BEGIN Study material

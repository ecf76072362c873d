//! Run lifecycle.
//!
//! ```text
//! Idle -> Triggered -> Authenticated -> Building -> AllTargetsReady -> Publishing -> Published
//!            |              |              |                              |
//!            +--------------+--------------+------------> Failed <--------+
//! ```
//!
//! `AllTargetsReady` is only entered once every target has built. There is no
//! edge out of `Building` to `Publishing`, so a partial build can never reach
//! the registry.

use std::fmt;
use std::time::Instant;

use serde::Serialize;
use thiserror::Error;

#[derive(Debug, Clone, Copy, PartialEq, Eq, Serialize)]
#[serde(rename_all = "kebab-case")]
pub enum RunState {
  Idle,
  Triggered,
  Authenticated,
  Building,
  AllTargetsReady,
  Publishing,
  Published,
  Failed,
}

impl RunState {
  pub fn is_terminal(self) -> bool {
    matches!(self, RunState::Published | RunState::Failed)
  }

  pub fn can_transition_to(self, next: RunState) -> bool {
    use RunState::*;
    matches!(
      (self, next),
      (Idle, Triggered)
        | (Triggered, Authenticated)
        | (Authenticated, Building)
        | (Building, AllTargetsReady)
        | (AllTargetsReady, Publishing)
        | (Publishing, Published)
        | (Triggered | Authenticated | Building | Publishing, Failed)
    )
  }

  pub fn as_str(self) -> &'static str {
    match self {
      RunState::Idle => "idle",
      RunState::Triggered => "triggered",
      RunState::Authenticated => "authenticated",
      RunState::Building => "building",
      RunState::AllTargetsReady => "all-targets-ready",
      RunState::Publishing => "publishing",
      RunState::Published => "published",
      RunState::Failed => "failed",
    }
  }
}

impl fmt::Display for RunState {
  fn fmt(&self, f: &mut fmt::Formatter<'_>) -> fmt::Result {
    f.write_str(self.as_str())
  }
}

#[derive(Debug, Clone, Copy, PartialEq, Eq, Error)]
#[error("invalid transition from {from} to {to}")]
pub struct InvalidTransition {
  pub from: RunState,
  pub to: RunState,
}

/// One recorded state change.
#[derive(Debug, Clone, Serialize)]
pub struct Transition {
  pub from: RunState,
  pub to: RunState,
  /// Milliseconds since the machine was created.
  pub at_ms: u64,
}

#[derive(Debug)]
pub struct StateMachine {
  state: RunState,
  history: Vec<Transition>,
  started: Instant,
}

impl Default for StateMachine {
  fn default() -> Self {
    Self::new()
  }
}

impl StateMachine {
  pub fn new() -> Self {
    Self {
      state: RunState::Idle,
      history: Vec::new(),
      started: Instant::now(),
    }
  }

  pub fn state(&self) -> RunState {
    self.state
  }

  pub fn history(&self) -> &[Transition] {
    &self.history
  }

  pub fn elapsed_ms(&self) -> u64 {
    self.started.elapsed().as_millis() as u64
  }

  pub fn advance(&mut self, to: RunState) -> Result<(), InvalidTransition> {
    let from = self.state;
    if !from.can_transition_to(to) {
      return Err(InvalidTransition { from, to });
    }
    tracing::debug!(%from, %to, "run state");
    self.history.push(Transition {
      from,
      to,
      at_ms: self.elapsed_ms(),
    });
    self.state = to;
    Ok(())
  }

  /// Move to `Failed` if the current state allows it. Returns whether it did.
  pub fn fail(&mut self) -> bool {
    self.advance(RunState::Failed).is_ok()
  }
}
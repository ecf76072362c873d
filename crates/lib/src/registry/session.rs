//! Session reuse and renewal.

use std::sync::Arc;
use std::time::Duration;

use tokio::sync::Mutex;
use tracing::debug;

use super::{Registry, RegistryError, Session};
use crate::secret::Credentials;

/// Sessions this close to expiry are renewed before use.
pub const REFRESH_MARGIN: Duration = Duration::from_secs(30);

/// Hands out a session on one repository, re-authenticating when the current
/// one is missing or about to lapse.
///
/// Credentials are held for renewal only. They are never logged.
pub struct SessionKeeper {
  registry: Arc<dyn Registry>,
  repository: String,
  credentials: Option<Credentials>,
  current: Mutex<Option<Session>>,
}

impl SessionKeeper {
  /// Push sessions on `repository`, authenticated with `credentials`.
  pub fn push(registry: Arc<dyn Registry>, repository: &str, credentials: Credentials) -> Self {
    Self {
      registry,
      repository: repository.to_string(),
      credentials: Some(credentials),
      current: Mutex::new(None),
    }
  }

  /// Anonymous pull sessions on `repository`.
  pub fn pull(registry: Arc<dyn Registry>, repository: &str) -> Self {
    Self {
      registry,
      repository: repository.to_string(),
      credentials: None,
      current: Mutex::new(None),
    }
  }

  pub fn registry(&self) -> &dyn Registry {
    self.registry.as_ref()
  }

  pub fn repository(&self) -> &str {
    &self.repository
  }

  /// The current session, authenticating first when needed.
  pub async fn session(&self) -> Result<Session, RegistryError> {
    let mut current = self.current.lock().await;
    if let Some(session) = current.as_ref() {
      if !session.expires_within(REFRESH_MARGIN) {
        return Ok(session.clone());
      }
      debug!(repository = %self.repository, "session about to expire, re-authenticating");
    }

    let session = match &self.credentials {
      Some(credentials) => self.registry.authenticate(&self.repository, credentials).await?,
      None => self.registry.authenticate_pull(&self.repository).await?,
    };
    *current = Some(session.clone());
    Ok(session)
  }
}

END Study material

**Task brief:** From the opening line of the data above, please print each line as written up to and including the line that contains "pub struct Transition", and nothing more.

**Solved problem:**
repository ecf76072362c873d
//! Run lifecycle.
//!
//! ```text
//! Idle -> Triggered -> Authenticated -> Building -> AllTargetsReady -> Publishing -> Published
//!            |              |              |                              |
//!            +--------------+--------------+------------> Failed <--------+
//! ```
//!
//! `AllTargetsReady` is only entered once every target has built. There is no
//! edge out of `Building` to `Publishing`, so a partial build can never reach
//! the registry.

use std::fmt;
use std::time::Instant;

use serde::Serialize;
use thiserror::Error;

#[derive(Debug, Clone, Copy, PartialEq, Eq, Serialize)]
#[serde(rename_all = "kebab-case")]
pub enum RunState {
  Idle,
  Triggered,
  Authenticated,
  Building,
  AllTargetsReady,
  Publishing,
  Published,
  Failed,
}

impl RunState {
  pub fn is_terminal(self) -> bool {
    matches!(self, RunState::Published | RunState::Failed)
  }

  pub fn can_transition_to(self, next: RunState) -> bool {
    use RunState::*;
    matches!(
      (self, next),
      (Idle, Triggered)
        | (Triggered, Authenticated)
        | (Authenticated, Building)
        | (Building, AllTargetsReady)
        | (AllTargetsReady, Publishing)
        | (Publishing, Published)
        | (Triggered | Authenticated | Building | Publishing, Failed)
    )
  }

  pub fn as_str(self) -> &'static str {
    match self {
      RunState::Idle => "idle",
      RunState::Triggered => "triggered",
      RunState::Authenticated => "authenticated",
      RunState::Building => "building",
      RunState::AllTargetsReady => "all-targets-ready",
      RunState::Publishing => "publishing",
      RunState::Published => "published",
      RunState::Failed => "failed",
    }
  }
}

impl fmt::Display for RunState {
  fn fmt(&self, f: &mut fmt::Formatter<'_>) -> fmt::Result {
    f.write_str(self.as_str())
  }
}

#[derive(Debug, Clone, Copy, PartialEq, Eq, Error)]
#[error("invalid transition from {from} to {to}")]
pub struct InvalidTransition {
  pub from: RunState,
  pub to: RunState,
}

/// One recorded state change.
#[derive(Debug, Clone, Serialize)]
pub struct Transition {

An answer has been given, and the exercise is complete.